Obviously I would like the account to retrieve John as the primary member, and Jane as the dependent, but when GORM tries to load account.primaryMember, it throws a Hibernate exception that there are multiple rows (in Member) matching the account ID (1). I need a mappedBy discriminator to distinguish between the two associations, but the versions I have tried did not work:

Account

static mappedBy = [primaryMember: 'primaryMember', dependents: 'dependents']
- or -
static mappedBy = [dependents: 'account']

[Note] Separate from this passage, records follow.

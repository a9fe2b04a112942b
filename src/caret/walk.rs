//! In-order caret traversal over the flattened document address space.
//!
//! The walk is a two-phase work-list loop (`Scan` a position inside a
//! node, `Climb` out of an exhausted node) rather than recursion, so
//! traversal depth is bounded by explicit state and toolkit cycles
//! terminate instead of overflowing the stack.

use std::collections::HashSet;

use crate::cache::{NodeCache, NodeRef};
use crate::event::{LogLevel, emit_log};
use crate::role::Role;
use crate::source::{Capabilities, EMBEDDED_OBJECT_CHAR, NodeHandle};
use crate::state::StateSet;

use super::{CaretContext, TraversalPolicy};

enum Phase {
    /// Examine the position after/before `1` inside node `0`.
    Scan(NodeRef, i32),
    /// The node is exhausted; resume in its parent.
    Climb(NodeRef),
}

/// Stateless in-order walker over the accessibility tree.
///
/// Borrow one from a [`Session`](crate::session::Session); it carries
/// only the cache and the traversal policy.
pub struct Walker<'a> {
    cache: &'a NodeCache,
    policy: &'a TraversalPolicy,
}

impl<'a> Walker<'a> {
    /// Create a walker over a cache with a policy.
    #[must_use]
    pub fn new(cache: &'a NodeCache, policy: &'a TraversalPolicy) -> Self {
        Self { cache, policy }
    }

    /// Character count usable for caret arithmetic.
    ///
    /// `None` when the node has no text capability or no characters. A
    /// single trailing space is trimmed (policy-controlled) so the
    /// caret never stops on a position the user cannot perceive.
    pub fn usable_text_len(&self, node: &NodeRef) -> Option<i32> {
        if !node.has(Capabilities::TEXT) {
            return None;
        }
        let mut len = node.character_count()? as i32;
        if len == 0 {
            return None;
        }
        if self.policy.trim_trailing_space && node.char_at(len - 1) == Some(' ') {
            len -= 1;
        }
        if len == 0 { None } else { Some(len) }
    }

    /// Resolve the child standing behind the embedded-object character
    /// at `offset`, by the occurrence-order/child-order invariant.
    ///
    /// The occurrence index is recomputed from live text on every call
    /// and validated against the child count; a mismatch (toolkit bug)
    /// yields `None` so the sentinel becomes an unenterable stop.
    pub fn child_for_offset(&self, node: &NodeRef, offset: i32) -> Option<NodeRef> {
        if offset < 0 {
            return None;
        }
        let prefix = node.text_slice(0, offset as usize)?;
        let occurrence = prefix
            .chars()
            .filter(|&c| c == EMBEDDED_OBJECT_CHAR)
            .count();
        let count = node.child_count()?;
        if occurrence >= count {
            emit_log(
                LogLevel::Warn,
                &format!(
                    "embedded object at offset {offset} of {} has no matching child",
                    node.handle()
                ),
            );
            return None;
        }
        self.cache.child_of(node, occurrence)
    }

    /// Inverse of [`child_for_offset`](Self::child_for_offset): the
    /// offset of `node`'s embedded-object character within `parent`.
    pub fn embedded_offset_in_parent(&self, parent: &NodeRef, node: &NodeRef) -> Option<i32> {
        let index = node.index_in_parent()?;
        let len = parent.character_count()?;
        let text = parent.text_slice(0, len)?;
        let mut seen = 0usize;
        for (i, ch) in text.chars().enumerate() {
            if ch == EMBEDDED_OBJECT_CHAR {
                if seen == index {
                    return Some(i as i32);
                }
                seen += 1;
            }
        }
        None
    }

    fn can_descend(&self, node: &NodeRef) -> bool {
        let Some(role) = node.role() else {
            return false;
        };
        let states = node.states().unwrap_or_default();
        if states.contains(StateSet::DEFUNCT)
            || states.contains(StateSet::MANAGES_DESCENDANTS)
            || !states.is_showing()
        {
            return false;
        }
        !self.policy.is_atomic(role, states)
    }

    fn has_presentable_extents(&self, node: &NodeRef) -> bool {
        node.extents().is_some_and(|r| !r.is_empty())
    }

    fn is_document_root(&self, node: &NodeRef) -> bool {
        node.role().is_some_and(Role::is_document)
    }

    /// Normalize a position that might point "at" an embedded object
    /// into the position "inside" it, entering the child from its
    /// start. Textless nodes normalize to the `-1` anchor; offsets
    /// clamp to the text bounds.
    pub fn normalize(&self, node: &NodeRef, offset: i32) -> CaretContext {
        let mut seen: HashSet<NodeHandle> = HashSet::new();
        let mut n = NodeRef::clone(node);
        let mut off = offset;
        seen.insert(n.handle());
        loop {
            let Some(len) = self.usable_text_len(&n) else {
                return CaretContext::new(n, -1);
            };
            let k = off.max(0);
            if k >= len {
                return CaretContext::new(n, len);
            }
            if n.char_at(k) == Some(EMBEDDED_OBJECT_CHAR) {
                if let Some(child) = self.child_for_offset(&n, k) {
                    if seen.insert(child.handle()) {
                        n = child;
                        off = 0;
                        continue;
                    }
                    emit_log(LogLevel::Warn, "cycle while normalizing caret position");
                }
            }
            return CaretContext::new(n, k);
        }
    }

    /// The next valid caret position in document order, or `None` past
    /// the end of the document.
    pub fn next(&self, node: &NodeRef, offset: i32) -> Option<CaretContext> {
        let mut descended: HashSet<NodeHandle> = HashSet::new();
        let mut climbed: HashSet<NodeHandle> = HashSet::new();
        let mut phase = Phase::Scan(NodeRef::clone(node), offset);
        loop {
            phase = match phase {
                Phase::Scan(n, off) => {
                    if let Some(len) = self.usable_text_len(&n) {
                        let k = off.max(-1).saturating_add(1);
                        if k >= len {
                            Phase::Climb(n)
                        } else {
                            match n.char_at(k) {
                                Some(EMBEDDED_OBJECT_CHAR) => {
                                    match self.child_for_offset(&n, k) {
                                        Some(child) if descended.insert(child.handle()) => {
                                            Phase::Scan(child, -1)
                                        }
                                        // Unenterable (or cyclic) object: the
                                        // sentinel itself is the stop.
                                        _ => return Some(CaretContext::new(n, k)),
                                    }
                                }
                                Some(_) => return Some(CaretContext::new(n, k)),
                                None => Phase::Climb(n),
                            }
                        }
                    } else if n.child_count().unwrap_or(0) > 0 && self.can_descend(&n) {
                        match self.cache.child_of(&n, 0) {
                            Some(child) if descended.insert(child.handle()) => {
                                Phase::Scan(child, -1)
                            }
                            _ => Phase::Climb(n),
                        }
                    } else if off < 0
                        && !self.is_document_root(&n)
                        && self.has_presentable_extents(&n)
                    {
                        return Some(CaretContext::new(n, 0));
                    } else {
                        Phase::Climb(n)
                    }
                }
                Phase::Climb(n) => {
                    if self.is_document_root(&n) {
                        return None;
                    }
                    let Some(parent) = self.cache.parent_of(&n) else {
                        return None;
                    };
                    if !climbed.insert(parent.handle()) {
                        emit_log(LogLevel::Warn, "ancestor cycle during forward traversal");
                        return None;
                    }
                    if self.usable_text_len(&parent).is_some() {
                        match self.embedded_offset_in_parent(&parent, &n) {
                            Some(k) => Phase::Scan(parent, k),
                            None => Phase::Climb(parent),
                        }
                    } else {
                        match n.index_in_parent() {
                            Some(i) => match self.cache.child_of(&parent, i + 1) {
                                Some(sib) if descended.insert(sib.handle()) => {
                                    Phase::Scan(sib, -1)
                                }
                                Some(_) => return None,
                                None => Phase::Climb(parent),
                            },
                            None => Phase::Climb(parent),
                        }
                    }
                }
            };
        }
    }

    /// The previous valid caret position in document order, or `None`
    /// before the start of the document.
    ///
    /// Offset `-1` means "enter from the end".
    pub fn previous(&self, node: &NodeRef, offset: i32) -> Option<CaretContext> {
        let mut descended: HashSet<NodeHandle> = HashSet::new();
        let mut climbed: HashSet<NodeHandle> = HashSet::new();
        let mut phase = Phase::Scan(NodeRef::clone(node), offset);
        loop {
            phase = match phase {
                Phase::Scan(n, off) => {
                    if let Some(len) = self.usable_text_len(&n) {
                        let k = if off < 0 { len - 1 } else { off.min(len) - 1 };
                        if k < 0 {
                            Phase::Climb(n)
                        } else {
                            match n.char_at(k) {
                                Some(EMBEDDED_OBJECT_CHAR) => {
                                    match self.child_for_offset(&n, k) {
                                        Some(child) if descended.insert(child.handle()) => {
                                            Phase::Scan(child, -1)
                                        }
                                        _ => return Some(CaretContext::new(n, k)),
                                    }
                                }
                                Some(_) => return Some(CaretContext::new(n, k)),
                                None => Phase::Climb(n),
                            }
                        }
                    } else if n.child_count().unwrap_or(0) > 0 && self.can_descend(&n) {
                        let count = n.child_count().unwrap_or(0);
                        match self.cache.child_of(&n, count - 1) {
                            Some(child) if descended.insert(child.handle()) => {
                                Phase::Scan(child, -1)
                            }
                            _ => Phase::Climb(n),
                        }
                    } else if off < 0
                        && !self.is_document_root(&n)
                        && self.has_presentable_extents(&n)
                    {
                        return Some(CaretContext::new(n, 0));
                    } else {
                        Phase::Climb(n)
                    }
                }
                Phase::Climb(n) => {
                    if self.is_document_root(&n) {
                        return None;
                    }
                    let Some(parent) = self.cache.parent_of(&n) else {
                        return None;
                    };
                    if !climbed.insert(parent.handle()) {
                        emit_log(LogLevel::Warn, "ancestor cycle during backward traversal");
                        return None;
                    }
                    if self.usable_text_len(&parent).is_some() {
                        match self.embedded_offset_in_parent(&parent, &n) {
                            Some(k) => Phase::Scan(parent, k),
                            None => Phase::Climb(parent),
                        }
                    } else {
                        match n.index_in_parent() {
                            Some(i) if i > 0 => match self.cache.child_of(&parent, i - 1) {
                                Some(sib) if descended.insert(sib.handle()) => {
                                    Phase::Scan(sib, -1)
                                }
                                Some(_) => return None,
                                None => Phase::Climb(parent),
                            },
                            _ => Phase::Climb(parent),
                        }
                    }
                }
            };
        }
    }
}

I have read the GORM documentation for both the associations and mappedBy , as well as various questions on the site regarding multiple associations to the same model, unfortunately they all seem to be modeling multiple hasMany associations. The one that does reference both one-to-many and one-to-one relationships to the same model illustrates it as:

class Person {
    String name

    static belongsTo = [team: Team]
}

class Team {
    String name

    static belongsTo = [coach: Person]
    static hasMany = [players: Person]
}

However, I tried to use this simple implementation and got:

--Output from testShouldLoadAccountWithNoDependents--
| Failure:  testShouldLoadAccountWithNoDependents(AccountIntegrationTests)
|  org.springframework.dao.InvalidDataAccessApiUsageException: object references an unsaved transient instance - save the transient instance before flushing: Account; nested exception is org.hibernate.TransientObjectException: object references an unsaved transient instance - save the transient instance before flushing: Account
    at AccountIntegrationTests.testShouldLoadAccountWithNoDependents(AccountIntegrationTests.groovy:26)
Caused by: org.hibernate.TransientObjectException: object references an unsaved transient instance - save the transient instance before flushing: Account
    ... 1 more

AccountIntegrationTests.groovy:26 is the line smiths.save(flush: true, failOnError: true). When I modified the Team/Account class to:

class Team {
    String name
    Person coach

    static hasMany = [players: Person]
}

I encountered the same exception, so I believe some kind of cascade is required. I tried adding a cascade to the Account:

Account

static mapping = {
    primaryMember cascade: 'all'
    dependents cascade: 'all-delete-orphan'
}

then I also tried using event triggers:

Account

def beforeInsert() {
    if (primaryMember?.isDirty()) {
        primaryMember.save()
    }
}

def beforeUpdate() {
    if (primaryMember?.isDirty()) {
        primaryMember.save()
    }
}

Unfortunately, neither of these approaches resolved the transient instance exception. Any assistance on this is greatly appreciated.

Upvotes: 0

Views: 1573

Answers (1)

Andy
Andy

Reputation: 14184

The embarrassingly simple solution was to remove the static belongsTo = [account: Account] from Member. The bidirectional association was causing the issues.